Requirement
In this exercise, the data must be written out exactly.

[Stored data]
▬▬▬▬▬▬▬▬▬▬

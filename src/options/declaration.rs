use std::fmt;
use std::sync::Arc;

use super::{OptionKind, OptionType, OptionValue};

/// Custom check a candidate value must pass before it is committed
pub type Validator = Arc<dyn Fn(&OptionValue) -> Result<(), String> + Send + Sync>;

/// Splits the textual form of a list option into tokens, None if malformed
pub type Tokenizer = fn(&str) -> Option<Vec<String>>;

/// Static description of one option
#[derive(Clone)]
pub struct OptionDeclaration {
    pub name: String,
    pub abbreviation: Option<String>,
    pub kind: OptionKind,
    pub default: OptionValue,
    validator: Option<Validator>,
    tokenizer: Tokenizer,
}

impl OptionDeclaration {
    fn new(name: &str, abbreviation: &str, default: OptionValue) -> Self {
        Self {
            name: name.to_string(),
            abbreviation: (!abbreviation.is_empty()).then(|| abbreviation.to_string()),
            kind: OptionKind::Global,
            default,
            validator: None,
            tokenizer: split_commas,
        }
    }

    pub fn boolean(name: &str, abbreviation: &str, default: bool) -> Self {
        Self::new(name, abbreviation, OptionValue::Boolean(default))
    }

    pub fn number(name: &str, abbreviation: &str, default: i64) -> Self {
        Self::new(name, abbreviation, OptionValue::Number(default))
    }

    pub fn string(name: &str, abbreviation: &str, default: &str) -> Self {
        Self::new(name, abbreviation, OptionValue::String(default.to_string()))
    }

    pub fn list(name: &str, abbreviation: &str, default: &str) -> Self {
        let items = split_commas(default).unwrap_or_default();
        Self::new(name, abbreviation, OptionValue::StringList(items))
    }

    pub fn local(mut self) -> Self {
        self.kind = OptionKind::Local;
        self
    }

    pub fn validate_with(
        mut self,
        validator: impl Fn(&OptionValue) -> Result<(), String> + Send + Sync + 'static,
    ) -> Self {
        self.validator = Some(Arc::new(validator));
        self
    }

    /// Replace the default comma splitter, and re-split the default with it
    pub fn tokenize_with(mut self, tokenizer: Tokenizer) -> Self {
        self.tokenizer = tokenizer;
        if let OptionValue::StringList(items) = &self.default {
            let joined = items.join(",");
            self.default = OptionValue::StringList(tokenizer(&joined).unwrap_or_default());
        }
        self
    }

    /// Numbers must fall within `min..=max`
    pub fn bounded(self, min: i64, max: i64) -> Self {
        self.validate_with(move |value| match value {
            OptionValue::Number(n) if (min..=max).contains(n) => Ok(()),
            OptionValue::Number(n) => Err(format!("{n} is outside {min}..={max}")),
            _ => Ok(()),
        })
    }

    /// The value (or each list token) must be one of `allowed`
    pub fn one_of(self, allowed: &'static [&'static str]) -> Self {
        self.validate_with(move |value| {
            let check = |token: &str| {
                if allowed.contains(&token) {
                    Ok(())
                } else {
                    Err(format!("'{token}' is not one of {}", allowed.join(", ")))
                }
            };
            match value {
                OptionValue::String(s) => check(s.as_str()),
                OptionValue::StringList(items) => items.iter().try_for_each(|item| check(item.as_str())),
                _ => Ok(()),
            }
        })
    }

    pub fn option_type(&self) -> OptionType {
        self.default.option_type()
    }

    pub fn matches(&self, name: &str) -> bool {
        self.name == name || self.abbreviation.as_deref() == Some(name)
    }

    pub fn tokenize(&self, text: &str) -> Option<Vec<String>> {
        (self.tokenizer)(text)
    }

    pub fn run_validator(&self, value: &OptionValue) -> Result<(), String> {
        match &self.validator {
            Some(validator) => validator(value),
            None => Ok(()),
        }
    }
}

impl fmt::Debug for OptionDeclaration {
    fn fmt(&self, f: &mut fmt::Formatter<'_>) -> fmt::Result {
        f.debug_struct("OptionDeclaration")
            .field("name", &self.name)
            .field("abbreviation", &self.abbreviation)
            .field("kind", &self.kind)
            .field("default", &self.default)
            .field("validated", &self.validator.is_some())
            .finish()
    }
}

/// Plain comma splitting; empty text is an empty list
pub fn split_commas(text: &str) -> Option<Vec<String>> {
    if text.is_empty() {
        return Some(Vec::new());
    }
    let items: Vec<String> = text.split(',').map(str::to_string).collect();
    if items.iter().any(String::is_empty) {
        return None;
    }
    Some(items)
}

#[cfg(test)]
mod tests {
    use super::*;

    #[test]
    fn abbreviation_matches() {
        let decl = OptionDeclaration::number("scrolljump", "sj", 1);
        assert!(decl.matches("sj"));
        assert!(decl.matches("scrolljump"));
        assert!(!decl.matches("scroll"));
    }

    #[test]
    fn list_default_is_split() {
        let decl = OptionDeclaration::list("viminfo", "vi", "'100,<50,s10,h");
        assert_eq!(
            decl.default,
            OptionValue::StringList(vec![
                "'100".to_string(),
                "<50".to_string(),
                "s10".to_string(),
                "h".to_string()
            ])
        );
    }

    #[test]
    fn bounded_rejects_out_of_range() {
        let decl = OptionDeclaration::number("history", "hi", 50).bounded(0, 10_000);
        assert!(decl.run_validator(&OptionValue::Number(20)).is_ok());
        assert!(decl.run_validator(&OptionValue::Number(-1)).is_err());
    }

    #[test]
    fn one_of_checks_every_token() {
        let decl = OptionDeclaration::list("nrformats", "nf", "hex").one_of(&["octal", "hex", "alpha"]);
        let ok = OptionValue::StringList(vec!["hex".to_string(), "alpha".to_string()]);
        let bad = OptionValue::StringList(vec!["hex".to_string(), "bin".to_string()]);
        assert!(decl.run_validator(&ok).is_ok());
        assert!(decl.run_validator(&bad).is_err());
    }

    #[test]
    fn empty_items_are_malformed() {
        assert_eq!(split_commas(""), Some(vec![]));
        assert_eq!(split_commas("a,,b"), None);
    }
}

▬▬▬▬▬▬▬▬▬▬

Solution to this problem
filename src/options/declaration.rs
use std::fmt;
use std::sync::Arc;

use super::{OptionKind, OptionType, OptionValue};

/// Custom check a candidate value must pass before it is committed
pub type Validator = Arc<dyn Fn(&OptionValue) -> Result<(), String> + Send + Sync>;

/// Splits the textual form of a list option into tokens, None if malformed
pub type Tokenizer = fn(&str) -> Option<Vec<String>>;

/// Static description of one option
#[derive(Clone)]
pub struct OptionDeclaration {
    pub name: String,
    pub abbreviation: Option<String>,
    pub kind: OptionKind,
    pub default: OptionValue,
    validator: Option<Validator>,
    tokenizer: Tokenizer,
}

impl OptionDeclaration {
    fn new(name: &str, abbreviation: &str, default: OptionValue) -> Self {
        Self {
            name: name.to_string(),
            abbreviation: (!abbreviation.is_empty()).then(|| abbreviation.to_string()),
            kind: OptionKind::Global,
            default,
            validator: None,
            tokenizer: split_commas,
        }
    }

    pub fn boolean(name: &str, abbreviation: &str, default: bool) -> Self {
        Self::new(name, abbreviation, OptionValue::Boolean(default))
    }

    pub fn number(name: &str, abbreviation: &str, default: i64) -> Self {
        Self::new(name, abbreviation, OptionValue::Number(default))
    }

    pub fn string(name: &str, abbreviation: &str, default: &str) -> Self {
        Self::new(name, abbreviation, OptionValue::String(default.to_string()))
    }

    pub fn list(name: &str, abbreviation: &str, default: &str) -> Self {
        let items = split_commas(default).unwrap_or_default();
        Self::new(name, abbreviation, OptionValue::StringList(items))
    }

    pub fn local(mut self) -> Self {
        self.kind = OptionKind::Local;
        self
    }

    pub fn validate_with(
        mut self,
        validator: impl Fn(&OptionValue) -> Result<(), String> + Send + Sync + 'static,
    ) -> Self {
        self.validator = Some(Arc::new(validator));
        self
    }

    /// Replace the default comma splitter, and re-split the default with it
    pub fn tokenize_with(mut self, tokenizer: Tokenizer) -> Self {
        self.tokenizer = tokenizer;
        if let OptionValue::StringList(items) = &self.default {
            let joined = items.join(",");
            self.default = OptionValue::StringList(tokenizer(&joined).unwrap_or_default());
        }
        self
    }

    /// Numbers must fall within `min..=max`
    pub fn bounded(self, min: i64, max: i64) -> Self {
        self.validate_with(move |value| match value {
            OptionValue::Number(n) if (min..=max).contains(n) => Ok(()),
            OptionValue::Number(n) => Err(format!("{n} is outside {min}..={max}")),
            _ => Ok(()),
        })
    }

    /// The value (or each list token) must be one of `allowed`
    pub fn one_of(self, allowed: &'static [&'static str]) -> Self {
        self.validate_with(move |value| {
            let check = |token: &str| {
                if allowed.contains(&token) {
                    Ok(())
                } else {
                    Err(format!("'{token}' is not one of {}", allowed.join(", ")))
                }
            };
            match value {
                OptionValue::String(s) => check(s.as_str()),
                OptionValue::StringList(items) => items.iter().try_for_each(|item| check(item.as_str())),
                _ => Ok(()),
            }
        })
    }

    pub fn option_type(&self) -> OptionType {
        self.default.option_type()
    }

    pub fn matches(&self, name: &str) -> bool {
        self.name == name || self.abbreviation.as_deref() == Some(name)
    }

    pub fn tokenize(&self, text: &str) -> Option<Vec<String>> {
        (self.tokenizer)(text)
    }

    pub fn run_validator(&self, value: &OptionValue) -> Result<(), String> {
        match &self.validator {
            Some(validator) => validator(value),
            None => Ok(()),
        }
    }
}

impl fmt::Debug for OptionDeclaration {
    fn fmt(&self, f: &mut fmt::Formatter<'_>) -> fmt::Result {
        f.debug_struct("OptionDeclaration")
            .field("name", &self.name)
            .field("abbreviation", &self.abbreviation)
            .field("kind", &self.kind)
            .field("default", &self.default)
            .field("validated", &self.validator.is_some())
            .finish()
    }
}

/// Plain comma splitting; empty text is an empty list
pub fn split_commas(text: &str) -> Option<Vec<String>> {
    if text.is_empty() {
        return Some(Vec::new());
    }
    let items: Vec<String> = text.split(',').map(str::to_string).collect();
    if items.iter().any(String::is_empty) {
        return None;
    }
    Some(items)
}

#[cfg(test)]
mod tests {
    use super::*;

    #[test]
    fn abbreviation_matches() {
        let decl = OptionDeclaration::number("scrolljump", "sj", 1);
        assert!(decl.matches("sj"));
        assert!(decl.matches("scrolljump"));
        assert!(!decl.matches("scroll"));
    }

    #[test]
    fn list_default_is_split() {
        let decl = OptionDeclaration::list("viminfo", "vi", "'100,<50,s10,h");
        assert_eq!(
            decl.default,
            OptionValue::StringList(vec![
                "'100".to_string(),
                "<50".to_string(),
                "s10".to_string(),
                "h".to_string()
            ])
        );
    }

    #[test]
    fn bounded_rejects_out_of_range() {
        let decl = OptionDeclaration::number("history", "hi", 50).bounded(0, 10_000);
        assert!(decl.run_validator(&OptionValue::Number(20)).is_ok());
        assert!(decl.run_validator(&OptionValue::Number(-1)).is_err());
    }

    #[test]
    fn one_of_checks_every_token() {
        let decl = OptionDeclaration::list("nrformats", "nf", "hex").one_of(&["octal", "hex", "alpha"]);
        let ok = OptionValue::StringList(vec!["hex".to_string(), "alpha".to_string()]);
        let bad = OptionValue::StringList(vec!["hex".to_string(), "bin".to_string()]);
        assert!(decl.run_validator(&ok).is_ok());
        assert!(decl.run_validator(&bad).is_err());
    }

    #[test]
    fn empty_items_are_malformed() {
        assert_eq!(split_commas(""), Some(vec![]));
        assert_eq!(split_commas("a,,b"), None);
    }
}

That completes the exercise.